A Far North man whose hunger strike over Work and Income food grant policy made national headlines has been convicted and discharged for smashing two windows at the agency's Kaikohe office.
That means Sam Kuha, 59, will have a record but will face no further punishment. He has already agreed to pay the $480 repair bill at $10 a week.
The Kaikohe invalid beneficiary went to Winz on September 14 last year to apply for an emergency grant after running out of food and money. He was told he had to see a budgeter first, but had to wait three weeks for an appointment.
He went on hunger strike and four days later made the 4km trek into town on his electric wheelchair to draw attention to his protest with a sledgehammer. He lifted his hunger strike 30 days later when Social Development Minister Paula Bennett agreed to hear his concerns face-to-face.
In the Kaikohe District Court on Friday Judge Greg Davis accepted lawyer Steve Nicholson's request for a conviction and discharge. Kuha had agreed to pay for the windows, had admitted a charge of wilful damage, and had been punished enough by having his personal life dragged through newspapers and TV, he said.
''But it is important to reiterate that to express one's frustration at a government agency in the manner you did is not an appropriate way to conduct yourself.''
Judge Davis noted that Kuha's benefit had increased by 41 per cent because he was now receiving his full entitlement.
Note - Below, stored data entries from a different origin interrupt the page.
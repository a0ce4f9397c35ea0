//! Process-local counters and tracing setup

use serde::Serialize;
use std::sync::atomic::{AtomicU64, Ordering};
use tracing_subscriber::EnvFilter;

/// Install the global fmt subscriber; `RUST_LOG` overrides the `info` default
pub fn init_tracing() {
    let filter = EnvFilter::try_from_default_env().unwrap_or_else(|_| EnvFilter::new("info"));
    tracing_subscriber::fmt().with_env_filter(filter).init();
}

/// Counters shared by the API and the task processors
#[derive(Debug, Default)]
pub struct Metrics {
    tasks_created: AtomicU64,
    tasks_dispatched: AtomicU64,
    tasks_completed: AtomicU64,
    tasks_failed: AtomicU64,
    files_archived: AtomicU64,
    files_failed: AtomicU64,
}

impl Metrics {
    pub fn new() -> Self {
        Self::default()
    }

    pub fn task_created(&self) {
        self.tasks_created.fetch_add(1, Ordering::Relaxed);
        tracing::debug!(counter = "tasks_created", "Metric incremented");
    }

    pub fn task_dispatched(&self) {
        self.tasks_dispatched.fetch_add(1, Ordering::Relaxed);
        tracing::debug!(counter = "tasks_dispatched", "Metric incremented");
    }

    pub fn task_completed(&self) {
        self.tasks_completed.fetch_add(1, Ordering::Relaxed);
    }

    pub fn task_failed(&self) {
        self.tasks_failed.fetch_add(1, Ordering::Relaxed);
    }

    pub fn files_archived(&self, n: usize) {
        self.files_archived.fetch_add(n as u64, Ordering::Relaxed);
    }

    pub fn files_failed(&self, n: usize) {
        self.files_failed.fetch_add(n as u64, Ordering::Relaxed);
    }

    pub fn snapshot(&self) -> MetricsSnapshot {
        MetricsSnapshot {
            tasks_created: self.tasks_created.load(Ordering::Relaxed),
            tasks_dispatched: self.tasks_dispatched.load(Ordering::Relaxed),
            tasks_completed: self.tasks_completed.load(Ordering::Relaxed),
            tasks_failed: self.tasks_failed.load(Ordering::Relaxed),
            files_archived: self.files_archived.load(Ordering::Relaxed),
            files_failed: self.files_failed.load(Ordering::Relaxed),
        }
    }
}

#[derive(Debug, Clone, Serialize)]
pub struct MetricsSnapshot {
    pub tasks_created: u64,
    pub tasks_dispatched: u64,
    pub tasks_completed: u64,
    pub tasks_failed: u64,
    pub files_archived: u64,
    pub files_failed: u64,
}

#[cfg(test)]
mod tests {
    use super::*;

    #[test]
    fn test_snapshot_reflects_counters() {
        let metrics = Metrics::new();
        metrics.task_created();
        metrics.task_dispatched();
        metrics.task_failed();
        metrics.files_archived(2);
        metrics.files_failed(1);

        let snapshot = metrics.snapshot();
        assert_eq!(snapshot.tasks_created, 1);
        assert_eq!(snapshot.tasks_dispatched, 1);
        assert_eq!(snapshot.tasks_completed, 0);
        assert_eq!(snapshot.tasks_failed, 1);
        assert_eq!(snapshot.files_archived, 2);
        assert_eq!(snapshot.files_failed, 1);
    }
}
use reqwest::Url;
use thiserror::Error;

#[derive(Debug, Error, PartialEq, Eq)]
pub enum UrlValidationError {
    #[error("a task accepts at most {0} files")]
    TooManyFiles(usize),
    #[error("'{0}' is not an http/https url")]
    InvalidUrl(String),
}

/// Check a single source location
pub fn validate_url(url: &str) -> Result<(), UrlValidationError> {
    let invalid = || UrlValidationError::InvalidUrl(url.to_string());
    let parsed = Url::parse(url).map_err(|_| invalid())?;

    if !matches!(parsed.scheme(), "http" | "https") || parsed.host_str().is_none() {
        return Err(invalid());
    }

    Ok(())
}

/// Check a full source list against the per-task limit
pub fn validate_urls(urls: &[String], max_files: usize) -> Result<(), UrlValidationError> {
    if urls.len() > max_files {
        return Err(UrlValidationError::TooManyFiles(max_files));
    }

    urls.iter().try_for_each(|url| validate_url(url))
}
Afterwards Mr Kuha said he was glad it was over and satisfied he had achieved his goals. Invalids, many of them in pain and worse off than himself, no longer had to traipse around town collecting documentation but could deal with Winz by email; and beneficiaries would no longer be denied food grants while waiting to see a budgeter, which meant fewer children would go hungry.
Mr Nicholson, who represented Kuha pro bono, said the conviction and discharge was the best outcome possible. Originally he wanted a discharge without conviction because his client had suffered enough, but the law made it clear that was possible only if the consequences of a conviction greatly outweighed the seriousness of the offence.
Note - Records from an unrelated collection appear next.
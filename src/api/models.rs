//! Request and response bodies of the HTTP API
//!
//! Task records themselves are served as [`crate::ledger::Task`].
//!
//! ```json
//! POST /tasks
//! { "file_urls": ["https://cdn.example.com/report.pdf"] }
//!
//! 201 Created
//! { "task_id": "0190b3c4-..." }
//! ```

use serde::{Deserialize, Serialize};
use std::collections::HashMap;

use crate::observability::MetricsSnapshot;

#[derive(Debug, Default, Deserialize, Serialize, Clone)]
pub struct CreateTaskRequest {
    #[serde(default)]
    pub file_urls: Vec<String>,
}

#[derive(Debug, Serialize, Deserialize, Clone)]
pub struct CreateTaskResponse {
    pub task_id: String,
}

#[derive(Debug, Deserialize, Serialize, Clone)]
pub struct AddFileRequest {
    pub url: String,
}

#[derive(Debug, Serialize, Deserialize, Clone)]
pub struct AddFileResponse {
    pub status: String,
    pub file_count: usize,
}

#[derive(Debug, Serialize, Deserialize, Clone)]
pub struct ReleaseResponse {
    pub task_id: String,
    pub released: bool,
}

#[derive(Debug, Serialize, Deserialize, Clone)]
pub struct StartResponse {
    pub message: String,
    pub started: bool,
}

#[derive(Debug, Serialize)]
pub struct ErrorResponse {
    pub code: &'static str,
    pub message: String,
}

#[derive(Debug, Serialize)]
pub struct HealthResponse {
    pub status: String,
    pub components: HashMap<String, String>,
    pub version: String,
    pub scheduler_running: bool,
    pub metrics: MetricsSnapshot,
}
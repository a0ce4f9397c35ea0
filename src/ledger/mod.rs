/// Volatile task ledger
///
/// Holds every [`Task`] record for the lifetime of the process. The ledger is
/// the single source of truth for task state: the API, the scheduler and the
/// task processor all read and mutate tasks through the [`TaskStore`] trait.
///
/// ## Usage
///
/// ```rust,ignore
/// use zipbox::ledger::{MemoryLedger, Task, TaskStore};
///
/// let ledger = MemoryLedger::new();
/// ledger.create(Task::new("task-1", vec![])).await?;
/// let task = ledger.get("task-1").await?;
/// ```

pub mod error;
pub mod models;
pub mod store;

pub use error::{LedgerError, Result};
pub use models::{FileError, Task, TaskStatus};
pub use store::{MemoryLedger, TaskStore};
use chrono::{DateTime, Utc};
use serde::{Deserialize, Serialize};
use std::fmt;

/// Task lifecycle: `Pending -> InProcess -> Completed | Failed`
#[derive(Debug, Clone, Copy, PartialEq, Eq, Hash, Serialize, Deserialize)]
#[serde(rename_all = "snake_case")]
pub enum TaskStatus {
    Pending,
    InProcess,
    Completed,
    Failed,
}

impl TaskStatus {
    pub fn as_str(&self) -> &'static str {
        match self {
            TaskStatus::Pending => "pending",
            TaskStatus::InProcess => "in_process",
            TaskStatus::Completed => "completed",
            TaskStatus::Failed => "failed",
        }
    }

    /// `Completed` and `Failed` never transition again
    pub fn is_terminal(&self) -> bool {
        matches!(self, TaskStatus::Completed | TaskStatus::Failed)
    }
}

impl fmt::Display for TaskStatus {
    fn fmt(&self, f: &mut fmt::Formatter<'_>) -> fmt::Result {
        f.write_str(self.as_str())
    }
}

/// A source that could not be downloaded or archived
#[derive(Debug, Clone, PartialEq, Eq, Serialize, Deserialize)]
pub struct FileError {
    pub url: String,
    pub error: String,
}

impl FileError {
    pub fn new(url: impl Into<String>, error: impl Into<String>) -> Self {
        Self {
            url: url.into(),
            error: error.into(),
        }
    }
}

/// One request to bundle a set of remote files into one archive
#[derive(Debug, Clone, Serialize, Deserialize)]
pub struct Task {
    pub id: String,
    pub status: TaskStatus,
    pub file_urls: Vec<String>,
    #[serde(default, skip_serializing_if = "Vec::is_empty")]
    pub errors: Vec<FileError>,
    #[serde(default, skip_serializing_if = "Option::is_none")]
    pub archive_url: Option<String>,
    /// Cause of a failure that happened before or after the per-file loop
    #[serde(default, skip_serializing_if = "Option::is_none")]
    pub failure_reason: Option<String>,
    pub created_at: DateTime<Utc>,
    pub updated_at: DateTime<Utc>,
}

impl Task {
    pub fn new(id: impl Into<String>, file_urls: Vec<String>) -> Self {
        let now = Utc::now();
        Self {
            id: id.into(),
            status: TaskStatus::Pending,
            file_urls,
            errors: Vec::new(),
            archive_url: None,
            failure_reason: None,
            created_at: now,
            updated_at: now,
        }
    }

    /// Terminal success: archive reachable, no errors
    pub fn complete(&mut self, archive_url: String) {
        self.status = TaskStatus::Completed;
        self.archive_url = Some(archive_url);
        self.errors.clear();
        self.failure_reason = None;
    }

    /// Terminal failure with per-file errors and/or a task-level reason
    pub fn fail(&mut self, errors: Vec<FileError>, reason: Option<String>) {
        self.status = TaskStatus::Failed;
        self.archive_url = None;
        self.errors = errors;
        self.failure_reason = reason;
    }
}

#[cfg(test)]
mod tests {
    use super::*;

    #[test]
    fn test_new_task_is_pending() {
        let task = Task::new("t1", vec!["https://example.com/a.txt".to_string()]);
        assert_eq!(task.status, TaskStatus::Pending);
        assert!(task.errors.is_empty());
        assert!(task.archive_url.is_none());
        assert_eq!(task.created_at, task.updated_at);
    }

    #[test]
    fn test_complete_and_fail_keep_invariants() {
        let mut task = Task::new("t1", vec![]);
        task.complete("/download/t1".to_string());
        assert_eq!(task.status, TaskStatus::Completed);
        assert_eq!(task.archive_url.as_deref(), Some("/download/t1"));

        let mut task = Task::new("t2", vec![]);
        task.fail(vec![FileError::new("https://x/b", "download failed: boom")], None);
        assert_eq!(task.status, TaskStatus::Failed);
        assert!(task.archive_url.is_none());
        assert_eq!(task.errors.len(), 1);
    }

    #[test]
    fn test_task_json_shape() {
        let task = Task::new("t1", vec!["https://example.com/a.txt".to_string()]);
        let json = serde_json::to_value(&task).unwrap();

        assert_eq!(json["status"], "pending");
        assert_eq!(json["file_urls"][0], "https://example.com/a.txt");
        assert!(json.get("errors").is_none());
        assert!(json.get("archive_url").is_none());
        assert!(json.get("failure_reason").is_none());
    }

    #[test]
    fn test_terminal_states() {
        assert!(!TaskStatus::Pending.is_terminal());
        assert!(!TaskStatus::InProcess.is_terminal());
        assert!(TaskStatus::Completed.is_terminal());
        assert!(TaskStatus::Failed.is_terminal());
        assert_eq!(TaskStatus::InProcess.to_string(), "in_process");
    }
}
''It can never be said that breaking the law is acceptable, but he was completely overwhelmed on that day ... This is a man who is in poverty, is 72 per cent disabled and who, without justification, was treated egregiously. It was a scenario that needed to be exposed.''
As a result Kuha's own circumstances had improved markedly and he had been able to show the Minister that Winz staff were not applying the agency's own policies around food grant discretion. The agency had also ignored almost every one of the 21 bullet-points in its list of standards for dealing with clients, Mr Nicholson said.
When Kuha went to Winz on September 14 he had no food left and was so overdrawn that his next weekly payment of $244 on September 18 left him with just $18 in the bank. Because he could not get an emergency grant without seeing a budgeter, it was all the money he had until the next payment on September 25.
That meant he had not a cent to spend for four days and $2.50 a day for the next week.
''To say that is not poverty is an insult,'' Mr Nicholson said.